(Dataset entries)
= = = = = = =

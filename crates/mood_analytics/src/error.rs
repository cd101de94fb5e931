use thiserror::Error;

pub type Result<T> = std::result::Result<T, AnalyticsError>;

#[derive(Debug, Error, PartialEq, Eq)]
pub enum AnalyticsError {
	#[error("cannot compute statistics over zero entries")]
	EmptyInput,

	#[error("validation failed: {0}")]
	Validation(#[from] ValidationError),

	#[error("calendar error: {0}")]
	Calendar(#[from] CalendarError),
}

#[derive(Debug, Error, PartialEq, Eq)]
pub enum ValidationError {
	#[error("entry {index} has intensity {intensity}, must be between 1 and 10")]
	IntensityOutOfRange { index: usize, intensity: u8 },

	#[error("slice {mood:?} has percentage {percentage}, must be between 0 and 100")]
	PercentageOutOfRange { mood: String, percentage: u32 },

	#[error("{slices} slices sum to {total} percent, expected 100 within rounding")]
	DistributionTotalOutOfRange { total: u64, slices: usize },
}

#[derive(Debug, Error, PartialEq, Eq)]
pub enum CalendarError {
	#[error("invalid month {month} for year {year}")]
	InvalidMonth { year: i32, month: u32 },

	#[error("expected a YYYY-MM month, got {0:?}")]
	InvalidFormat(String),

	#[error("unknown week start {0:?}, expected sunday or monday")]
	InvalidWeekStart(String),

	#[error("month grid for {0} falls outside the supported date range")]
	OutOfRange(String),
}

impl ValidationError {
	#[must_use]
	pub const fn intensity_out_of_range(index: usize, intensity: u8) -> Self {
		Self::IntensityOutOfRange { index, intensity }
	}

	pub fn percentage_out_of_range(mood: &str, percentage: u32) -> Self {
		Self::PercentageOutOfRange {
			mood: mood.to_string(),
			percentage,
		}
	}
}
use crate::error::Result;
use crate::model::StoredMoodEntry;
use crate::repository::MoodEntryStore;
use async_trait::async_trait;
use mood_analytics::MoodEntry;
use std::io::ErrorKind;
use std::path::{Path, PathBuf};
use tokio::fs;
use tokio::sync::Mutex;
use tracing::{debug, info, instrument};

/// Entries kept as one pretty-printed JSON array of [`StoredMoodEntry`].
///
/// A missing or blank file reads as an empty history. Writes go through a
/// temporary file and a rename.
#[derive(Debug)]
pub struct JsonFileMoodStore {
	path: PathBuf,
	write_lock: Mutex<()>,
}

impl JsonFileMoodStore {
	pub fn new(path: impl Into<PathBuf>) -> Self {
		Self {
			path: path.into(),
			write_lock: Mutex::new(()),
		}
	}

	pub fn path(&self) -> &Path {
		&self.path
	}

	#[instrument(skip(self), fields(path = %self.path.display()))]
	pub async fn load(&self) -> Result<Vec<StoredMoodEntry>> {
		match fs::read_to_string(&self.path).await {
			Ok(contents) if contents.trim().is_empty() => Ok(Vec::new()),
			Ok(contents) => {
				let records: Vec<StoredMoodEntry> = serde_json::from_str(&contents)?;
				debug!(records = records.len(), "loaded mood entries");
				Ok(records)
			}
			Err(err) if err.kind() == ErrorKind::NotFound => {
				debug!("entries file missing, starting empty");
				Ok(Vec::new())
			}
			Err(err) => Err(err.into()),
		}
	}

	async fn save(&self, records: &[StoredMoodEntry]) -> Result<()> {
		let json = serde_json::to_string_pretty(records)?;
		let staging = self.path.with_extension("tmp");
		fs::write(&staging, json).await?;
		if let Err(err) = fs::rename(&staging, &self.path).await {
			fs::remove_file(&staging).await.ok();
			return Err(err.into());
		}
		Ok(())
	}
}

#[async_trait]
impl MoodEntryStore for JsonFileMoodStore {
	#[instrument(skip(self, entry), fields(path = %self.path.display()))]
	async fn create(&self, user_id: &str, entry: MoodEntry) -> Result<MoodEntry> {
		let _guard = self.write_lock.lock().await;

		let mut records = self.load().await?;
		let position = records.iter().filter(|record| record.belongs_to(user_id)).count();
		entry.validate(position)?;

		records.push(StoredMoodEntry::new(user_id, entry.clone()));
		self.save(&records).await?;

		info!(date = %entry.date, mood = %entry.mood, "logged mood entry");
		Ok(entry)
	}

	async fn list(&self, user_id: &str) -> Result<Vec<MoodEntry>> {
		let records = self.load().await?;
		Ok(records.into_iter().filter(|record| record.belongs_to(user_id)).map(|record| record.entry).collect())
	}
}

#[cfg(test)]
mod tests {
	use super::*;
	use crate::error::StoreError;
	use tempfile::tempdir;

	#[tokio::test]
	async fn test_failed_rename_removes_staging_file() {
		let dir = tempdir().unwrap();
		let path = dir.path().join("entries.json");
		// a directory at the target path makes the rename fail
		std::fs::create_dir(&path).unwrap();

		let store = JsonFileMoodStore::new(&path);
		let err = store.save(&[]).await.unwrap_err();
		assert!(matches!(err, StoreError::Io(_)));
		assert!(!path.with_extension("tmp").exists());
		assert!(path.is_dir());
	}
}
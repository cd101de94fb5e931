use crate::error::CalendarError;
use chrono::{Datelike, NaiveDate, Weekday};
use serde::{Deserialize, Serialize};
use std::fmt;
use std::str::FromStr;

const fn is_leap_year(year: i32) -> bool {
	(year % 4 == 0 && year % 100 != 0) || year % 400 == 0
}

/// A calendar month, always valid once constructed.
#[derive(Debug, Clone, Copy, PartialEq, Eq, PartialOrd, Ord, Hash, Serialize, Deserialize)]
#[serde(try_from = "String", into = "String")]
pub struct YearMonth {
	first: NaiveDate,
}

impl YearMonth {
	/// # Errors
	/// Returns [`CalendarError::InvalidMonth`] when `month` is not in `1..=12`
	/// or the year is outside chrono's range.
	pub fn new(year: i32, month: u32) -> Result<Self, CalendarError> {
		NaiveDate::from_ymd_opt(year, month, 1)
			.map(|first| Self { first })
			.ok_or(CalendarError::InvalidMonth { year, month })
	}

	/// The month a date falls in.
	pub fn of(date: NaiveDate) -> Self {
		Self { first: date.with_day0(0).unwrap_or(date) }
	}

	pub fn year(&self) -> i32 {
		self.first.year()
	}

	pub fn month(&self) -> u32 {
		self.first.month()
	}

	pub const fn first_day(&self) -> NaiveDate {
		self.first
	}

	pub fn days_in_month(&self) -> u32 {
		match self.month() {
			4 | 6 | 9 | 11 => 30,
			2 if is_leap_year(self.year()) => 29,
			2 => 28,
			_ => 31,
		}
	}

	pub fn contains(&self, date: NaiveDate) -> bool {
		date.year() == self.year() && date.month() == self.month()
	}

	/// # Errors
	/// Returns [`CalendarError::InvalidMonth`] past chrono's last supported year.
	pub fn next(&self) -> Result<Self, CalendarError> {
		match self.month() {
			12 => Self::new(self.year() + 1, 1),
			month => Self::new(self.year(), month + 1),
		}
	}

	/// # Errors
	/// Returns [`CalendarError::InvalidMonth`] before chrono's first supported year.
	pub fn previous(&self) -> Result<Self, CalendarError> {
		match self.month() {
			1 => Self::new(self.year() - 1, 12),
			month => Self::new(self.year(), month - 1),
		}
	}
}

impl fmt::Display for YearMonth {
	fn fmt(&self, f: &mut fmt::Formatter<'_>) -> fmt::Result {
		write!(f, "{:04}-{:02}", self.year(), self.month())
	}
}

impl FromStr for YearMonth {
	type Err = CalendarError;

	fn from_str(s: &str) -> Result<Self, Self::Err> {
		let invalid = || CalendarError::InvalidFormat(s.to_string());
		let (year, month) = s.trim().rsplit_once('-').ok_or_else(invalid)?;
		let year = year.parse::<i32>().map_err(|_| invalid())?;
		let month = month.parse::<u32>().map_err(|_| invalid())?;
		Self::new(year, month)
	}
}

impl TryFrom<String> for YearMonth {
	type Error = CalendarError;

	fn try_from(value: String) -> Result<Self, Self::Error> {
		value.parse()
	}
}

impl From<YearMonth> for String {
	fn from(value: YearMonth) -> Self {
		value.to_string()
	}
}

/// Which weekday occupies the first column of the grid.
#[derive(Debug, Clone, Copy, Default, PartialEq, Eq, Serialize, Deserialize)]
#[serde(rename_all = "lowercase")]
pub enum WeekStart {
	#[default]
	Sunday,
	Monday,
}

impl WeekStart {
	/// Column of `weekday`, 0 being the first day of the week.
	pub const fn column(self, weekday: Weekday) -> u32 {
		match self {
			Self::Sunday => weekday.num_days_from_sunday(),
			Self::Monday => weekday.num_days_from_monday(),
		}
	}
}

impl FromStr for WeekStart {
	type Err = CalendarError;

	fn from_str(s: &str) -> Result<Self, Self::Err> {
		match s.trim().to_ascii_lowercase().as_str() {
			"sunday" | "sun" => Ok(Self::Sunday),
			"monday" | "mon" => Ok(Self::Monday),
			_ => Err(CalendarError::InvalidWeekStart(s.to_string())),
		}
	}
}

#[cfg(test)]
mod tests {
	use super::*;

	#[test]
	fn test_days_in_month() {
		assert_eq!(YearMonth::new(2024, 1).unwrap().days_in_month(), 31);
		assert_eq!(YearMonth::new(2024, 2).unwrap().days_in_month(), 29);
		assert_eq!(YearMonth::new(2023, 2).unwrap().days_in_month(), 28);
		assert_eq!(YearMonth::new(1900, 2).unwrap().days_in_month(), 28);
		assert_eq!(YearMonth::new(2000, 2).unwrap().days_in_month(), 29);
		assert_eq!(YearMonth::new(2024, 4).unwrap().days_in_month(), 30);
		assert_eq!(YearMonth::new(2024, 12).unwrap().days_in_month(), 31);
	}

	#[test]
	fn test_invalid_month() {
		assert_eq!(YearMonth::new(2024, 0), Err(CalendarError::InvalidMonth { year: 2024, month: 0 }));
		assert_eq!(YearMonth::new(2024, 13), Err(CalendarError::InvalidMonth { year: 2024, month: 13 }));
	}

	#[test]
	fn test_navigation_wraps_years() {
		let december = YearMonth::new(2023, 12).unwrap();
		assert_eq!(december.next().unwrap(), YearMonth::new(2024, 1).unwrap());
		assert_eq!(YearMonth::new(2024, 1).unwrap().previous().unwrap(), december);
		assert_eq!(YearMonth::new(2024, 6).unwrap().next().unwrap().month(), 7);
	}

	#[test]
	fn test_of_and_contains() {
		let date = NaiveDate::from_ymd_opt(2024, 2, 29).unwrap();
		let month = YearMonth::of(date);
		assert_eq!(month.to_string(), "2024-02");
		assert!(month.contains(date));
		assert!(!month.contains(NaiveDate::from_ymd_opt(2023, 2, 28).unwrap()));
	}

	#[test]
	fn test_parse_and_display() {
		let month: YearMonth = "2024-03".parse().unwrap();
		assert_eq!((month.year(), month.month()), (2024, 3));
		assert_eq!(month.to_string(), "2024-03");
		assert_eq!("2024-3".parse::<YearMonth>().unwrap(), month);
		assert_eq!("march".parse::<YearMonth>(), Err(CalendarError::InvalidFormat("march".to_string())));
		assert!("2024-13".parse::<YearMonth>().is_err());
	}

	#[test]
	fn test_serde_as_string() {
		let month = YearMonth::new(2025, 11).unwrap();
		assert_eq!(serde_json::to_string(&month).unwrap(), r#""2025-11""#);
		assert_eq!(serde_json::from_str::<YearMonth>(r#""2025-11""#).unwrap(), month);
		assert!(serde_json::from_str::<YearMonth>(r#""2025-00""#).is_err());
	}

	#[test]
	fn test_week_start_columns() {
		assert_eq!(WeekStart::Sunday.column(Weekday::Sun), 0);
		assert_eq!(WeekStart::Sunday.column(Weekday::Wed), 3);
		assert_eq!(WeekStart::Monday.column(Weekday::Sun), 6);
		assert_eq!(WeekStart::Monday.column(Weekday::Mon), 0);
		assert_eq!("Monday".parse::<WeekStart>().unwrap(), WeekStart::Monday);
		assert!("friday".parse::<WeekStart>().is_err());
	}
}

= = = = = = =

What needs to be done:
The expected output is each line of the records above that includes the word "supported".

Your solution:
	#[error("month grid for {0} falls outside the supported date range")]
	/// Returns [`CalendarError::InvalidMonth`] past chrono's last supported year.
	/// Returns [`CalendarError::InvalidMonth`] before chrono's first supported year.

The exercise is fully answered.